The reality is that technology is making the world better. It’s letting us bring blood to remote locations to save lives. It’s improving crop yields to fend off hunger. It’s brought car service to underserved areas while cutting down on drunk driving. While the media loves to bash large tech companies, they’re also some of the most loved brands and admired companies. While the rest of the world is cutting down on R&D, tech companies aren’t. They’re building the future of medical devices, self-driving cars, and same-day delivery. Global inequality is way down, life expectancy is way up, and you can call someone halfway across the world for free. That’s pretty great stuff. In fact, Steven Pinker wrote a whole book about it called Enlightenment Now! that you should read.
The world isn’t perfect. The so-called VC economy sometimes seems to be mostly composed of loss-making gig and subscription startups, some fraud (*cough* Theranos), and Juicero-scale money-pits instead of life-altering technologies. Caricatures aside, I’m concerned that technologists aren’t talking enough to subject matter experts and are therefore wasting energy in bad problem spaces. But that concern is tempered by the amazing founders who are rethinking not only our global economy but life and the human experience itself. And it pales in comparison to my fear that vocal pessimists are discouraging some people from becoming founders and changing the world, resulting in a huge opportunity cost. There will be risk and failure, but when you’re changing the world that’s just part of the game. I’ll be on the side of the people who are at least trying to make things better, thanks.

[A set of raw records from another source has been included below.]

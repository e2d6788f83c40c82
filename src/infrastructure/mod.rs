//! Infrastructure layer module
//!
//! Process-level concerns shared by the binary and the adapters:
//! - Configuration management
//! - Logging infrastructure

pub mod config;
pub mod logging;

And when it comes to the press, right now it feels like much of the coverage is driven by vengeance, not neutral factfinding. It’s just victim blaming to print a headline calling Twitter “complicit” in helping Saudi Arabia silence dissidents when it was spied on — and then promptly fired the employee when they discovered he was a mole. Journalists have often criticized Amazon, calling its HQ2 search a “con, not a contest” — but I only know of two contemporaneous polls, and they both show overwhelming support for the project, probably because 25,000 people want the chance at a higher paying job and the attendant local development. This is part of a pattern. If only a journalist would say the quiet part loud.
Oh.
As a founder, it’s easy to get discouraged by the headlines. Just keep your head down and build the pessimists just won’t matter. Their complaints will stay the same. Your company won’t.

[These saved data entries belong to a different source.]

#[cfg(test)]
mod tests {
    use super::*;
    use crate::adapters::cache::MokaCacheStore;
    use crate::adapters::sqlite::{create_migrated_test_pool, SqliteTaskRepository};
    use crate::domain::models::TaskStatus;
    use async_trait::async_trait;
    use std::sync::atomic::{AtomicBool, AtomicUsize};
    use std::sync::Mutex;

    /// Cache double whose operations can be made to fail on demand.
    #[derive(Default)]
    struct FlakyCache {
        inner: MokaCacheStore,
        fail_reads: AtomicBool,
        fail_writes: AtomicBool,
        fail_set_members: AtomicBool,
        fail_delete_of: Mutex<Option<String>>,
    }

    impl FlakyCache {
        fn fail_delete_of(&self, key: String) {
            *self.fail_delete_of.lock().unwrap() = Some(key);
        }
    }

    fn unavailable() -> DomainError {
        DomainError::CacheError("connection refused".to_string())
    }

    #[async_trait]
    impl CacheStore for FlakyCache {
        async fn get(&self, key: &str) -> DomainResult<Option<String>> {
            if self.fail_reads.load(Ordering::SeqCst) {
                return Err(unavailable());
            }
            self.inner.get(key).await
        }

        async fn set_with_expiry(&self, key: &str, value: &str, ttl: Duration) -> DomainResult<()> {
            if self.fail_writes.load(Ordering::SeqCst) {
                return Err(unavailable());
            }
            self.inner.set_with_expiry(key, value, ttl).await
        }

        async fn delete(&self, keys: &[String]) -> DomainResult<()> {
            let failing = self.fail_delete_of.lock().unwrap().clone();
            if let Some(failing) = failing {
                if keys.contains(&failing) {
                    return Err(unavailable());
                }
            }
            self.inner.delete(keys).await
        }

        async fn add_to_set(&self, key: &str, member: &str, ttl: Duration) -> DomainResult<()> {
            if self.fail_writes.load(Ordering::SeqCst) {
                return Err(unavailable());
            }
            self.inner.add_to_set(key, member, ttl).await
        }

        async fn set_members(&self, key: &str) -> DomainResult<Vec<String>> {
            if self.fail_set_members.load(Ordering::SeqCst) {
                return Err(unavailable());
            }
            self.inner.set_members(key).await
        }
    }

    /// Store double counting reads that reach the store.
    struct CountingStore {
        inner: SqliteTaskRepository,
        reads: AtomicUsize,
    }

    #[async_trait]
    impl TaskRepository for CountingStore {
        async fn find_by_owner(&self, owner_id: Uuid) -> DomainResult<Vec<Task>> {
            self.reads.fetch_add(1, Ordering::SeqCst);
            self.inner.find_by_owner(owner_id).await
        }

        async fn find_one(&self, task_id: Uuid, owner_id: Uuid) -> DomainResult<Option<Task>> {
            self.reads.fetch_add(1, Ordering::SeqCst);
            self.inner.find_one(task_id, owner_id).await
        }

        async fn insert(&self, owner_id: Uuid, fields: NewTask) -> DomainResult<Task> {
            self.inner.insert(owner_id, fields).await
        }

        async fn update_one(&self, task_id: Uuid, owner_id: Uuid, patch: TaskPatch) -> DomainResult<Option<Task>> {
            self.inner.update_one(task_id, owner_id, patch).await
        }

        async fn delete_one(&self, task_id: Uuid, owner_id: Uuid) -> DomainResult<bool> {
            self.inner.delete_one(task_id, owner_id).await
        }
    }

    async fn setup() -> (TaskAccessCoordinator<CountingStore, FlakyCache>, Arc<CountingStore>, Arc<FlakyCache>) {
        let pool = create_migrated_test_pool().await.unwrap();
        let store = Arc::new(CountingStore {
            inner: SqliteTaskRepository::new(pool),
            reads: AtomicUsize::new(0),
        });
        let cache = Arc::new(FlakyCache::default());
        let coordinator = TaskAccessCoordinator::new(store.clone(), cache.clone());
        (coordinator, store, cache)
    }

    #[tokio::test]
    async fn test_cache_hit_skips_store() {
        let (coordinator, store, _cache) = setup().await;
        let owner = Uuid::new_v4();
        let task = coordinator.create_task(owner, NewTask::new("A", "B")).await.unwrap();

        coordinator.list_tasks(owner).await.unwrap();
        coordinator.get_task(owner, task.id).await.unwrap();
        assert_eq!(store.reads.load(Ordering::SeqCst), 2);

        let listed = coordinator.list_tasks(owner).await.unwrap();
        let fetched = coordinator.get_task(owner, task.id).await.unwrap();
        assert_eq!(store.reads.load(Ordering::SeqCst), 2);
        assert_eq!(listed, vec![task.clone()]);
        assert_eq!(fetched, task);
    }

    #[tokio::test]
    async fn test_cache_read_failure_falls_through_to_store() {
        let (coordinator, store, cache) = setup().await;
        let owner = Uuid::new_v4();
        let task = coordinator.create_task(owner, NewTask::new("A", "B")).await.unwrap();
        coordinator.list_tasks(owner).await.unwrap();

        cache.fail_reads.store(true, Ordering::SeqCst);
        let listed = coordinator.list_tasks(owner).await.unwrap();
        let fetched = coordinator.get_task(owner, task.id).await.unwrap();

        assert_eq!(listed, vec![task.clone()]);
        assert_eq!(fetched, task);
        assert_eq!(store.reads.load(Ordering::SeqCst), 3);
    }

    #[tokio::test]
    async fn test_cache_populate_failure_still_returns_store_result() {
        let (coordinator, _store, cache) = setup().await;
        let owner = Uuid::new_v4();
        let task = coordinator.create_task(owner, NewTask::new("A", "B")).await.unwrap();

        cache.fail_writes.store(true, Ordering::SeqCst);
        assert_eq!(coordinator.get_task(owner, task.id).await.unwrap(), task);
        assert_eq!(coordinator.list_tasks(owner).await.unwrap(), vec![task.clone()]);

        let key = cache_keys::item_key(owner, task.id);
        assert_eq!(cache.inner.get(&key).await.unwrap(), None);
    }

    #[tokio::test]
    async fn test_undecodable_entry_is_a_miss() {
        let (coordinator, _store, cache) = setup().await;
        let owner = Uuid::new_v4();
        let task = coordinator.create_task(owner, NewTask::new("A", "B")).await.unwrap();
        let key = cache_keys::list_key(owner);
        cache.inner.set_with_expiry(&key, "{not json", DEFAULT_CACHE_TTL).await.unwrap();

        assert_eq!(coordinator.list_tasks(owner).await.unwrap(), vec![task]);

        let repopulated = cache.inner.get(&key).await.unwrap().unwrap();
        assert!(serde_json::from_str::<Vec<Task>>(&repopulated).is_ok());
    }

    #[tokio::test]
    async fn test_partial_invalidation_failure_does_not_fail_write() {
        let (coordinator, _store, cache) = setup().await;
        let owner = Uuid::new_v4();
        let task = coordinator.create_task(owner, NewTask::new("A", "B")).await.unwrap();
        coordinator.list_tasks(owner).await.unwrap();
        coordinator.get_task(owner, task.id).await.unwrap();

        cache.fail_delete_of(cache_keys::list_key(owner));
        let updated = coordinator
            .update_task(owner, task.id, TaskPatch::status(TaskStatus::Completed))
            .await
            .unwrap();

        assert_eq!(updated.status, TaskStatus::Completed);
        assert_eq!(coordinator.invalidation_failures(), 1);
        assert!(cache.inner.get(&cache_keys::list_key(owner)).await.unwrap().is_some());

        // The item key was still deleted even though the list key failed.
        let item = cache_keys::item_key(owner, task.id);
        assert_eq!(cache.inner.get(&item).await.unwrap(), None);
        let fetched = coordinator.get_task(owner, task.id).await.unwrap();
        assert_eq!(fetched.status, TaskStatus::Completed);
    }

    #[tokio::test]
    async fn test_invalidation_report_names_each_failed_key() {
        let (coordinator, _store, cache) = setup().await;
        let owner = Uuid::new_v4();
        let task = coordinator.create_task(owner, NewTask::new("A", "B")).await.unwrap();
        let list = cache_keys::list_key(owner);
        let item = cache_keys::item_key(owner, task.id);

        cache.fail_delete_of(item.clone());
        let report = coordinator.invalidate_task(owner, task.id).await;

        assert!(!report.is_complete());
        assert_eq!(report.invalidated, vec![list]);
        assert_eq!(report.failed.len(), 1);
        assert_eq!(report.failed[0].0, item);
        assert!(report.failed[0].1.contains("connection refused"));
        assert_eq!(coordinator.invalidation_failures(), 1);
    }

    #[tokio::test]
    async fn test_clear_cache_fails_when_index_is_unreadable() {
        let (coordinator, _store, cache) = setup().await;
        let owner = Uuid::new_v4();
        coordinator.list_tasks(owner).await.unwrap();

        cache.fail_set_members.store(true, Ordering::SeqCst);
        let result = coordinator.clear_cache(owner).await;

        assert!(matches!(result, Err(DomainError::CacheError(_))));
        assert!(result.unwrap_err().is_internal());
    }

    #[tokio::test]
    async fn test_clear_cache_fails_when_delete_fails() {
        let (coordinator, _store, cache) = setup().await;
        let owner = Uuid::new_v4();
        coordinator.list_tasks(owner).await.unwrap();

        cache.fail_delete_of(cache_keys::list_key(owner));

        assert!(matches!(coordinator.clear_cache(owner).await, Err(DomainError::CacheError(_))));
    }

    #[tokio::test]
    async fn test_not_found_write_leaves_cache_untouched() {
        let (coordinator, _store, cache) = setup().await;
        let owner = Uuid::new_v4();
        coordinator.create_task(owner, NewTask::new("A", "B")).await.unwrap();
        coordinator.list_tasks(owner).await.unwrap();

        let missing = Uuid::new_v4();
        let update = coordinator.update_task(owner, missing, TaskPatch::status(TaskStatus::Completed)).await;
        let delete = coordinator.delete_task(owner, missing).await;

        assert!(matches!(update, Err(DomainError::TaskNotFound(id)) if id == missing));
        assert!(matches!(delete, Err(DomainError::TaskNotFound(id)) if id == missing));
        assert!(cache.inner.get(&cache_keys::list_key(owner)).await.unwrap().is_some());
    }

    #[tokio::test]
    async fn test_get_task_records_item_key_in_owner_index() {
        let (coordinator, _store, cache) = setup().await;
        let owner = Uuid::new_v4();
        let task = coordinator.create_task(owner, NewTask::new("A", "B")).await.unwrap();

        coordinator.get_task(owner, task.id).await.unwrap();

        let members = cache.inner.set_members(&cache_keys::index_key(owner)).await.unwrap();
        assert_eq!(members, vec![cache_keys::item_key(owner, task.id)]);
    }

    #[test]
    fn test_invalidation_report_completeness() {
        let mut report = InvalidationReport::default();
        assert!(report.is_complete());
        report.failed.push(("tasks:x".to_string(), "down".to_string()));
        assert!(!report.is_complete());
    }
}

Remember the timeless words of Teddy Roosevelt:
It is not the critic who counts; not the man who points out how the strong man stumbles, or where the doer of deeds could have done them better. The credit belongs to the man who is actually in the arena, whose face is marred by dust and sweat and blood; who strives valiantly; who errs, who comes short again and again, because there is no effort without error and shortcoming; but who does actually strive to do the deeds; who knows great enthusiasms, the great devotions; who spends himself in a worthy cause; who at the best knows in the end the triumph of high achievement, and who at the worst, if he fails, at least fails while daring greatly, so that his place shall never be with those cold and timid souls who neither know victory nor defeat.
Even the relatively dark “Metropolis,” considered by some to be the first Sci-Fi film, had an optimistic message at the end: “The Mediator Between the Head and the Hands Must Be the Heart.” So keep at it. The world needs you, even if it won’t always be grateful.